7.2.1 Modeling performance and leakage variation with local anneal temperature variation

As discussed earlier, variation in local anneal temperature affects  $V_{th}$  and  $R_{ext}$  by a combination of changes in dopant activation, effective channel length, halo doping, and gate overlap of source and drain. There are two approaches to consider these effects during timing and leakage analysis:



Determination of local anneal temperature based on position

Figure 7.6 RTA aware performance/leakage analysis flow.

- Model temperature effects on basic device properties (Vth and Rext or doping profile, effective channel length, and halo doping), then use these models to modify the HSPICE model files and characterize standard cell library at different anneal temperatures. For a given temperature, interpolate between the known values from library files characterized at certain fixed values of local anneal temperature.
- Model temperature effects in terms of Ion and Ioff multipliers as a function of local anneal temperature. Characterize the standard cell library once for nominal anneal temperature, and superimpose these multipliers at the time of timing/leakage analysis when reading in the characterized values for a given standard cell.

Since the focus of this work is to perform accurate delay and leakage simulation, the second approach provides more accurate results than relying on interpolation. Also, the second approach is easier to implement and has a lower characterization cost than the first approach. We therefore use the second approach to construct the simulation framework in this work.

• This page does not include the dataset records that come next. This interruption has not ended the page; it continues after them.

//! C# syntax front end.
//!
//! Source files are parsed with tree-sitter's C# grammar. Everything above
//! this module works on [`tree_sitter::Node`] values plus the owning
//! [`SourceFile`] for text lookups.
//!
//! - [`kinds`] - grammar node kind names
//! - [`nav`] - named traversal combinators (enclosing declarator, argument
//!   list, scope, value wrappers, ...)
//! - [`Descendants`] - lazy pre-order traversal

pub mod kinds;
pub mod nav;
mod walk;

pub use walk::{ancestors, children, named_children, Descendants};

use std::path::{Path, PathBuf};

use thiserror::Error;
use tree_sitter::{Node, Parser, Tree};

use crate::util::offset_to_position;

/// Error when a source file cannot be turned into a syntax tree.
#[derive(Debug, Error)]
pub enum ParseError {
    #[error("failed to load the C# grammar: {0}")]
    Language(#[from] tree_sitter::LanguageError),

    #[error("parser produced no tree for {path}")]
    NoTree { path: PathBuf },
}

/// A parsed C# file.
pub struct SourceFile {
    path: PathBuf,
    text: String,
    tree: Tree,
}

impl SourceFile {
    /// Parse C# source text.
    ///
    /// Syntax errors do not fail the parse; tree-sitter recovers and the
    /// analysis simply sees fewer well-formed nodes.
    pub fn parse(path: impl Into<PathBuf>, text: impl Into<String>) -> Result<Self, ParseError> {
        let path = path.into();
        let text = text.into();

        let mut parser = Parser::new();
        parser.set_language(&tree_sitter_c_sharp::LANGUAGE.into())?;
        let tree = parser
            .parse(&text, None)
            .ok_or_else(|| ParseError::NoTree { path: path.clone() })?;

        if tree.root_node().has_error() {
            tracing::warn!("{} contains syntax errors", path.display());
        }

        Ok(Self { path, text, tree })
    }

    pub fn path(&self) -> &Path {
        &self.path
    }

    pub fn text(&self) -> &str {
        &self.text
    }

    pub fn root(&self) -> Node<'_> {
        self.tree.root_node()
    }

    /// Source text covered by a node.
    pub fn node_text(&self, node: Node<'_>) -> &str {
        self.text.get(node.byte_range()).unwrap_or("")
    }

    /// Zero-based (line, column) of a byte offset, columns counted in chars.
    pub fn line_col(&self, offset: usize) -> (u32, u32) {
        let position = offset_to_position(&self.text, offset);
        (position.line, position.character)
    }

    /// The source line with the given zero-based index.
    pub fn line(&self, index: u32) -> Option<&str> {
        self.text.lines().nth(index as usize)
    }
}

impl std::fmt::Debug for SourceFile {
    fn fmt(&self, f: &mut std::fmt::Formatter<'_>) -> std::fmt::Result {
        f.debug_struct("SourceFile")
            .field("path", &self.path)
            .field("len", &self.text.len())
            .finish()
    }
}

#[cfg(test)]
mod tests {
    use super::*;

    #[test]
    fn test_parse_simple_class() {
        let file = SourceFile::parse("a.cs", "class A { void M() { var x = new B(); } }").unwrap();
        assert_eq!(file.root().kind(), kinds::COMPILATION_UNIT);
        let creations: Vec<_> =
            Descendants::of_kind(file.root(), kinds::OBJECT_CREATION_EXPRESSION).collect();
        assert_eq!(creations.len(), 1);
        assert_eq!(file.node_text(creations[0]), "new B()");
    }

    #[test]
    fn test_line_col() {
        let file = SourceFile::parse("a.cs", "class A {\n  int x;\n}").unwrap();
        assert_eq!(file.line_col(0), (0, 0));
        assert_eq!(file.line_col(12), (1, 2));
        assert_eq!(file.line(1), Some("  int x;"));
    }
}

We use TCAD (TSUPREM4 [82] for process simulation, and MEDICI [81] for device simulation) for device-level simulation and I-V characteristics of the devices are matched to the 45nm technology used for this work. Figure 7.7 shows normalized values of Ion and Ioff (normalized to the values at nominal anneal temperature) plotted against the anneal temperature for a PMOS device, and Figure 7.8 shows the corresponding plot for an NMOS device. Also shown are our polynomial models for Ion and Ioff as a function of temperature. Since these models are fitted to the normalized values, they



Figure 7.7 PMOS models for Ion and Ioff variation with temperature.



Figure 7.8 NMOS models for Ion and Ioff variation with temperature.

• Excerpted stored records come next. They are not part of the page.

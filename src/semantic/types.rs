//! Written type references.
//!
//! Both configuration strings (`System.Threading.Tasks.Task<TResult>`) and
//! type nodes from source (`Dictionary<string, Stream>?`) go through the
//! same small parser, so the resolver only deals with one shape.

use std::fmt;

/// A type as written, before resolution.
#[derive(Debug, Clone, PartialEq, Eq, Hash)]
pub struct TypeRef {
    /// Dotted name without generic arguments: `System.IO.Stream`, `Task`.
    pub name: String,
    /// Generic arguments of the last segment.
    pub args: Vec<TypeRef>,
    /// `T[]`, `T[,]`, ...
    pub array: bool,
}

impl TypeRef {
    pub fn named(name: impl Into<String>) -> Self {
        Self {
            name: name.into(),
            args: Vec::new(),
            array: false,
        }
    }

    /// Parse a written type. Tuples and pointers are not modelled.
    pub fn parse(text: &str) -> Option<Self> {
        let mut parser = TypeParser {
            src: text.as_bytes(),
            pos: 0,
        };
        let parsed = parser.parse_type()?;
        parser.skip_ws();
        (parser.pos == parser.src.len()).then_some(parsed)
    }

    /// `var` in a declaration.
    pub fn is_implicit(&self) -> bool {
        self.name == "var" && self.args.is_empty() && !self.array
    }

    /// Number of generic arguments.
    pub fn arity(&self) -> usize {
        self.args.len()
    }

    /// First dotted segment and the rest, if qualified.
    pub fn split_first_segment(&self) -> Option<(&str, &str)> {
        self.name.split_once('.')
    }
}

impl fmt::Display for TypeRef {
    fn fmt(&self, f: &mut fmt::Formatter<'_>) -> fmt::Result {
        write!(f, "{}", self.name)?;
        if !self.args.is_empty() {
            write!(f, "<")?;
            for (i, arg) in self.args.iter().enumerate() {
                if i > 0 {
                    write!(f, ", ")?;
                }
                write!(f, "{}", arg)?;
            }
            write!(f, ">")?;
        }
        if self.array {
            write!(f, "[]")?;
        }
        Ok(())
    }
}

/// Map C# keyword types to their framework names.
pub fn predefined(name: &str) -> Option<&'static str> {
    Some(match name {
        "object" => "System.Object",
        "string" => "System.String",
        "bool" => "System.Boolean",
        "byte" => "System.Byte",
        "sbyte" => "System.SByte",
        "char" => "System.Char",
        "short" => "System.Int16",
        "ushort" => "System.UInt16",
        "int" => "System.Int32",
        "uint" => "System.UInt32",
        "long" => "System.Int64",
        "ulong" => "System.UInt64",
        "float" => "System.Single",
        "double" => "System.Double",
        "decimal" => "System.Decimal",
        "void" => "System.Void",
        _ => return None,
    })
}

struct TypeParser<'a> {
    src: &'a [u8],
    pos: usize,
}

impl TypeParser<'_> {
    fn skip_ws(&mut self) {
        while self.pos < self.src.len() && self.src[self.pos].is_ascii_whitespace() {
            self.pos += 1;
        }
    }

    fn eat(&mut self, byte: u8) -> bool {
        self.skip_ws();
        if self.src.get(self.pos) == Some(&byte) {
            self.pos += 1;
            true
        } else {
            false
        }
    }

    fn eat_str(&mut self, s: &str) -> bool {
        self.skip_ws();
        if self.src[self.pos..].starts_with(s.as_bytes()) {
            self.pos += s.len();
            true
        } else {
            false
        }
    }

    fn ident(&mut self) -> Option<String> {
        self.skip_ws();
        if self.src.get(self.pos) == Some(&b'@') {
            self.pos += 1;
        }
        let start = self.pos;
        while let Some(&b) = self.src.get(self.pos) {
            if b.is_ascii_alphanumeric() || b == b'_' || b >= 0x80 {
                self.pos += 1;
            } else {
                break;
            }
        }
        if start == self.pos || self.src[start].is_ascii_digit() {
            return None;
        }
        std::str::from_utf8(&self.src[start..self.pos])
            .ok()
            .map(str::to_string)
    }

    fn parse_type(&mut self) -> Option<TypeRef> {
        self.eat_str("global::");
        let mut segments = Vec::new();
        let mut args = Vec::new();
        loop {
            segments.push(self.ident()?);
            if self.eat(b'<') {
                args.clear();
                loop {
                    args.push(self.parse_type()?);
                    if self.eat(b',') {
                        continue;
                    }
                    if self.eat(b'>') {
                        break;
                    }
                    return None;
                }
            }
            if self.eat_str("::") || self.eat(b'.') {
                continue;
            }
            break;
        }

        let mut array = false;
        loop {
            if self.eat(b'?') {
                continue;
            }
            if self.eat(b'[') {
                while !self.eat(b']') {
                    if self.pos >= self.src.len() {
                        return None;
                    }
                    self.pos += 1;
                }
                array = true;
                continue;
            }
            break;
        }

        Some(TypeRef {
            name: segments.join("."),
            args,
            array,
        })
    }
}

#[cfg(test)]
mod tests {
    use super::*;

    #[test]
    fn test_parse_simple() {
        let t = TypeRef::parse("MemoryStream").unwrap();
        assert_eq!(t.name, "MemoryStream");
        assert!(t.args.is_empty());
    }

    #[test]
    fn test_parse_qualified_generic() {
        let t = TypeRef::parse("System.Threading.Tasks.Task<System.IO.Stream>").unwrap();
        assert_eq!(t.name, "System.Threading.Tasks.Task");
        assert_eq!(t.args, vec![TypeRef::named("System.IO.Stream")]);
        assert_eq!(t.to_string(), "System.Threading.Tasks.Task<System.IO.Stream>");
    }

    #[test]
    fn test_parse_nested_generics_and_suffixes() {
        let t = TypeRef::parse("Dictionary<string, List<Stream>>?").unwrap();
        assert_eq!(t.name, "Dictionary");
        assert_eq!(t.arity(), 2);
        assert_eq!(t.args[1].args[0].name, "Stream");

        let arr = TypeRef::parse("byte[]").unwrap();
        assert!(arr.array);
    }

    #[test]
    fn test_parse_global_alias() {
        let t = TypeRef::parse("global::System.IDisposable").unwrap();
        assert_eq!(t.name, "System.IDisposable");
    }

    #[test]
    fn test_parse_rejects_tuples() {
        assert!(TypeRef::parse("(int, string)").is_none());
        assert!(TypeRef::parse("").is_none());
    }

    #[test]
    fn test_implicit() {
        assert!(TypeRef::parse("var").unwrap().is_implicit());
        assert!(!TypeRef::parse("Var").unwrap().is_implicit());
    }
}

represent multipliers by which nominal Ion and Ioff should be multiplied to obtain their correct values for a given temperature. The exact dependency of leakage and drive currents on anneal temperature is a complex non-linear function. However, we see that device currents can be modeled with good accuracy using polynomial functions of the anneal temperature. Using MATLAB for accurate curve fitting, we observe that a quadratic polynomial can be used to model the Ion dependence with good accuracy, while a polynomial of degree 5 was needed to model the off current dependence, for both NMOS and PMOS. It is evident from the figures that polynomials predict the Ion and Ioff dependence accurately.

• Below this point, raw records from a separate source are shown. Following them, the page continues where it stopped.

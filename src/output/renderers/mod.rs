//! Output renderers for diagnostics.

mod diagnostic;
mod json;

pub use diagnostic::DiagnosticRenderer;
pub use json::JsonRenderer;
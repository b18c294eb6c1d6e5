//! Per-node analysis: filter, classify, then hand the node to the handler
//! for its structural context.
//!
//! The engine is stateless. Each call reads the shared
//! [`AnalysisContext`](super::AnalysisContext) and the semantic model
//! through [`Cx`] and produces at most one diagnostic for the node.

mod handlers;

use tree_sitter::Node;

use super::classifier::needs_release;
use super::context::Cx;
use super::ownership::{is_ignored_factory, tracks_ownership};
use super::reporter::{CreationSource, Diagnostic, DiagnosticKind, Reporter};
use super::structure::{classify, classify_value, StructuralContext};
use crate::syntax::kinds::{is_construction, INVOCATION_EXPRESSION};
use crate::syntax::nav;

/// What a handler decided about one resource.
#[derive(Debug, Clone, Copy, PartialEq, Eq)]
enum Verdict<'a> {
    Released,
    Unreleased {
        kind: DiagnosticKind,
        name: Option<&'a str>,
    },
}

impl<'a> Verdict<'a> {
    fn anonymous() -> Self {
        Verdict::Unreleased {
            kind: DiagnosticKind::UnreleasedAnonymous,
            name: None,
        }
    }

    fn named(kind: DiagnosticKind, name: &'a str) -> Self {
        Verdict::Unreleased {
            kind,
            name: Some(name),
        }
    }
}

/// Analyzes resource-creating nodes of one file.
pub(crate) struct NodeAnalyzer<'a> {
    cx: Cx<'a>,
    reporter: Reporter<'a>,
}

impl<'a> NodeAnalyzer<'a> {
    pub(crate) fn new(cx: Cx<'a>) -> Self {
        Self {
            cx,
            reporter: Reporter::new(cx.context, cx.file),
        }
    }

    /// Decide one object creation or invocation.
    pub(crate) fn analyze(&self, node: Node<'_>) -> Option<Diagnostic> {
        let cx = &self.cx;
        let source = if is_construction(node.kind()) {
            CreationSource::ObjectCreation
        } else if node.kind() == INVOCATION_EXPRESSION {
            if is_ignored_factory(cx, node) || tracks_ownership(cx, node) {
                return None;
            }
            CreationSource::Invocation
        } else {
            return None;
        };

        let mut context = classify(cx, node);
        let ty = match context {
            StructuralContext::AwaitedResult { await_expression } => {
                let ty = cx.model.type_of(cx.file, await_expression)?;
                context = classify_value(cx, nav::value_root(cx.file, await_expression));
                ty
            }
            _ => cx.model.type_of(cx.file, node)?,
        };
        if !needs_release(cx.context, &ty) {
            return None;
        }

        let verdict = self.decide(context, node, &ty);
        let (line, column) = cx.file.line_col(node.start_byte());
        tracing::debug!(
            "{}:{}:{}: `{}` in {} -> {:?}",
            cx.file.path().display(),
            line + 1,
            column + 1,
            ty,
            context.name(),
            verdict
        );

        match verdict {
            Verdict::Released => None,
            Verdict::Unreleased { kind, name } => {
                Some(self.reporter.diagnostic(kind, source, node, ty.name(), name))
            }
        }
    }
}

/// Analyze one resource-creating node.
///
/// Returns `None` for nodes that are not resource creations, cannot be
/// resolved, are ignored, or whose resource is released or handed off.
pub fn analyze_node(cx: &Cx<'_>, node: Node<'_>) -> Option<Diagnostic> {
    NodeAnalyzer::new(*cx).analyze(node)
}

# 7.2.2 Chip level anneal temperature variation analysis

Solving for local anneal temperature involves setting up differential equations describing the heat flow, and then discretizing the chip area into rectangular grid and approximating the partial derivatives. Since radiation is the dominant mechanism of heat transfer, we assume that conduction and convection have negligible contribution. We also assume that the temperature variation across the thickness of the chip is negligible compared to the variations in the plane of the wafer. This assumption is based on the fact that the typical duration of RTA processes (on the order of a few seconds) is large enough to allow the temperature distribution across the thickness of the wafer to reach study state. These assumptions are valid, and have been used in the past to make accurate predictions for RTP processes [104]. This allows us to solve for the temperature in the plane of the wafer (x-y plane), and in particular we can assume the partial derivative with respect to the wafer thickness (z) to be zero.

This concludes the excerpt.